1Wolfson Institute of Preventive Medicine, London, United Kingdom, 2UCSF Helen Diller Family Comprehensive Cancer Center, San Francisco, CA, USA, 3University of Texas Health Science Center, San Antonio, TX, USA, 4Durham VA Medical Center and Duke University School of Medicine, Durham, NC, USA, 5Myriad Genetics, Inc., Salt Lake City, UT, USA, 6Myriad Genetic Laboratories, Inc., Salt Lake City, UT, USA.

BACKGROUND:
The natural history of prostate cancer is highly variable and difficult to predict accurately. Improved tools are needed to match treatment more appropriately to a patient’s risk of progression. Therefore, we developed an expression signature composed of genes involved in cell cycle progression (Prolaris®) and tested its utility in prostate cancer.
METHODS:
We’ve developed an expression signature composed of 31 cell cycle progression and 15 housekeeper genes. An expression score (Prolaris score) was derived as the mean of all cell cycle progression genes. The expression signature was tested at disease diagnosis in two conservatively managed cohorts (N=337 and 349), after radical prostatectomy in two cohorts (N=366 and 413), and after external beam radiation therapy (N=141) in a final cohort. All studies were retrospective.
RESULTS:
The cell cycle progression signature was a highly significant predictor of outcome in all five studies. In the conservatively managed patients the Prolaris score was the dominant variable for predicting death from prostate cancer in univariate analysis (p=6.1 x 10-22 after diagnosis by TURP, and p=8.6 x 10-10 after diagnosis by needle biopsy). In both studies, Prolaris remained highly significant in multivariate analysis, and in fact, was a stronger predictor of disease-specific mortality than other prognostic variables.

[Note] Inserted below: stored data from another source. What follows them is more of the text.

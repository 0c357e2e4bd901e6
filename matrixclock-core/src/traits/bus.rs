//! Serial chain transport trait

/// Transport for a chain of cascaded matrix controllers
///
/// The controllers form one long shift register. A transfer cycle opens the
/// chain with [`begin`](Self::begin), shifts two bytes (register, data) per
/// chip starting with the chip furthest from the microcontroller, and
/// latches every chip at once with [`commit`](Self::commit).
///
/// The sync engine calls `begin` once per cycle, `send` exactly
/// `2 * chips` times and `commit` once.
pub trait BusTransport {
    /// Error type for transport failures
    type Error;

    /// Prepare the bus lines (direction, idle levels)
    ///
    /// Called once from display initialization before any frame is sent.
    fn configure(&mut self) -> Result<(), Self::Error> {
        Ok(())
    }

    /// Start a transfer cycle
    fn begin(&mut self) -> Result<(), Self::Error>;

    /// Shift one byte into the chain, most significant bit first
    fn send(&mut self, byte: u8) -> Result<(), Self::Error>;

    /// Latch the shifted frame into every chip
    fn commit(&mut self) -> Result<(), Self::Error>;
}

impl<T: BusTransport + ?Sized> BusTransport for &mut T {
    type Error = T::Error;

    fn configure(&mut self) -> Result<(), Self::Error> {
        (**self).configure()
    }

    fn begin(&mut self) -> Result<(), Self::Error> {
        (**self).begin()
    }

    fn send(&mut self, byte: u8) -> Result<(), Self::Error> {
        (**self).send(byte)
    }

    fn commit(&mut self) -> Result<(), Self::Error> {
        (**self).commit()
    }
}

After radical prostatectomy, the Prolaris score predicted biochemical recurrence (BCR) in univariate analysis (p=5.6 x 10-9 and p=2.23 x 10-6) and provided additional prognostic information in multivariate analysis (p=3.3 x10-6 and p=9.5 x10-5). After radiation therapy, Prolaris predicted BCR (Phoenix criteria) in univariate (p=0.0017) and multivariate analysis (p=0.034). In all five studies the HR per unit change in the Prolaris score was remarkably similar, ranging from 1.89 to 2.92, indicating that the effect size for the Prolaris score is robust to clinical setting and patient composition.
CONCLUSIONS:
The Prolaris test predicts prostate cancer outcome in multiple patient cohorts and diverse clinical settings. In all cases, it provides information beyond clinicopathologic variables to help differentiate aggressive from indolent disease.